Observo que [Seligman] relativiza o sofrimento imposto a outras pessoas quando declara não ter, nunca, praticado, nem participado em torturas, embora na década de 1970 ele próprio tenha aconselhado e praticado a aplicação de choques elétricos a adolescentes “gays” como forma de forçá-los a mudar de comportamento.

Dito isto, a resposta que nos envia [Seligman] expressa uma vontade de dissimulação.

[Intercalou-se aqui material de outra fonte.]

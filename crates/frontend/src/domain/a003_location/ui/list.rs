use super::details::LocationDetails;
use crate::shared::components::{ErrorBanner, PageHeader, PaginationControls};
use crate::shared::config::use_config;
use crate::shared::icons::icon;
use crate::shared::list_state::{text_matches, ListState};
use crate::shared::list_utils::highlight_matches;
use crate::shared::page_frame::PageFrame;
use contracts::domain::a003_location::{Location, LocationDto};
use leptos::prelude::*;
use thaw::*;

/// Points of interest. Only active locations are listed.
#[component]
#[allow(non_snake_case)]
pub fn LocationList(
    /// Hide add/edit/delete (task settings with view permission)
    #[prop(optional)]
    read_only: bool,
    /// Rendered inside another page: no page frame or title
    #[prop(optional)]
    embedded: bool,
) -> impl IntoView {
    let config = use_config();
    let page_size = config.task_settings_page_size;
    let state = ListState::<Location>::load();
    let editing = RwSignal::new(None::<LocationDto>);

    let page = Memo::new(move |_| {
        state.visible(page_size, |l, q| {
            l.status.is_active()
                && (text_matches(&l.name, q) || text_matches(&l.building, q) || text_matches(&l.contract, q))
        })
    });

    let on_saved = Callback::new(move |mut location: Location| {
        if let Some(existing) = state.find(location.id) {
            location.created_date = existing.created_date;
        }
        if state.upsert(location) {
            editing.set(None);
        }
    });

    let table = move || {
        let (rows, _) = page.get();
        let query = state.query.get();
        if rows.is_empty() {
            return view! { <div class="empty-state">"No locations found"</div> }.into_any();
        }
        view! {
            <Table>
                <TableHeader>
                    <TableRow>
                        <TableHeaderCell>"Name"</TableHeaderCell>
                        <TableHeaderCell>"Contract"</TableHeaderCell>
                        <TableHeaderCell>"Building"</TableHeaderCell>
                        <TableHeaderCell>"Level"</TableHeaderCell>
                        <TableHeaderCell>"Coordinates"</TableHeaderCell>
                        {(!read_only).then(|| view! { <TableHeaderCell>"Actions"</TableHeaderCell> })}
                    </TableRow>
                </TableHeader>
                <TableBody>
                    {rows.into_iter().map(|l| {
                        let dto = LocationDto::from(&l);
                        let id = l.id;
                        let highlighted = highlight_matches(&l.name, &query);
                        view! {
                            <TableRow>
                                <TableCell><TableCellLayout>{highlighted}</TableCellLayout></TableCell>
                                <TableCell>{l.contract.clone()}</TableCell>
                                <TableCell>{l.building.clone()}</TableCell>
                                <TableCell>{l.level}</TableCell>
                                <TableCell>{format!("({}, {})", l.x, l.y)}</TableCell>
                                {(!read_only).then(|| view! {
                                    <TableCell>
                                        <div class="table-actions">
                                            <button class="button button--icon" title="Edit" on:click=move |_| editing.set(Some(dto.clone()))>
                                                {icon("edit")}
                                            </button>
                                            <button class="button button--icon button--danger" title="Delete" on:click=move |_| {
                                                state.delete(id);
                                            }>{icon("delete")}</button>
                                        </div>
                                    </TableCell>
                                })}
                            </TableRow>
                        }
                    }).collect_view()}
                </TableBody>
            </Table>
        }
        .into_any()
    };

    let content = view! {
        <ErrorBanner banner=state.banner />
        <div class="list-toolbar">
            <input
                class="search-input"
                type="search"
                placeholder="Search locations..."
                prop:value=move || state.query.get()
                on:input=move |ev| state.set_query(event_target_value(&ev))
            />
            {(!read_only).then(|| view! {
                <Button
                    appearance=ButtonAppearance::Primary
                    on_click=move |_| editing.set(Some(LocationDto::default()))
                >
                    {icon("plus")}
                    " Add Location"
                </Button>
            })}
        </div>
        {table}
        <PaginationControls
            window=Signal::derive(move || page.get().1)
            on_page_change=Callback::new(move |p| state.page.set(p))
        />
        {move || editing.get().map(|dto| view! {
            <LocationDetails
                dto=dto
                on_saved=on_saved
                on_cancel=Callback::new(move |_| editing.set(None))
                next_id=Callback::new(move |_| state.next_id())
            />
        })}
    };

    if embedded {
        content.into_any()
    } else {
        view! {
            <PageFrame page_id="a003_location--list" category="list">
                <PageHeader title="Locations".to_string() subtitle="Points of interest used by tasks and checkpoints".to_string()>
                    {()}
                </PageHeader>
                {content}
            </PageFrame>
        }
        .into_any()
    }
}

• [Seligman] não menciona que a CIA o convidou e lhe pagou pela citada conferência.
• Ele próprio se contradiz, quando afirma que ministrou um curso sobre como resistir à tortura, e não praticá-la, e, seguidamente, declara não ter podido argumentar com os seus ouvintes acerca dos métodos de interrogatório por eles praticados, por não estar habilitado a fazê-lo.
• Por enquanto, [Seligman] faz-se de ingénuo ao afirmar que se conformou com as declarações dos que o convidaram, quando lhe disseram que os seus interrogatórios não incluíam violência nem brutalidade, sabendo que, desde Janeiro de 2002, o Alto Comissariado da ONU para os Direitos Humanos já havia denunciado que os EUA estavam recorrendo à tortura.
• [Seligman] mostra-se pouco elegante quando se desculpa a si mesmo atirando a responsabilidade para um terceiro, neste caso, James Mitchell.
• Mostra-se ridículo [Seligman] quando, tendo sido presidente da American Psychological Association (Associação Americana de Psicologia -ndT), fala de uma ciência «boa», e diz que o aterra descobrir que o conhecimento humano pode ser usado com fins desumanos.
• E, para terminar, torna-se odioso quando fala de «supostos programas de tortura», como se a existência dos factos que afirma condenar não estivesse ainda provada, na altura em que a Physicians for Human Rights (Médicos pelos Direitos Humanos- ndT) publicou um relatório arrasador intitulado Experiments in Torture(Experiências em Tortura -ndT)

O que, realmente, ainda está por aclarar é o papel do professor Seligman.

Thierry Meyssan

[1«O Segredo de Guantanamo », por Thierry Meyssan, Однако/Rede Voltaire, 6 de noviembre de 2009.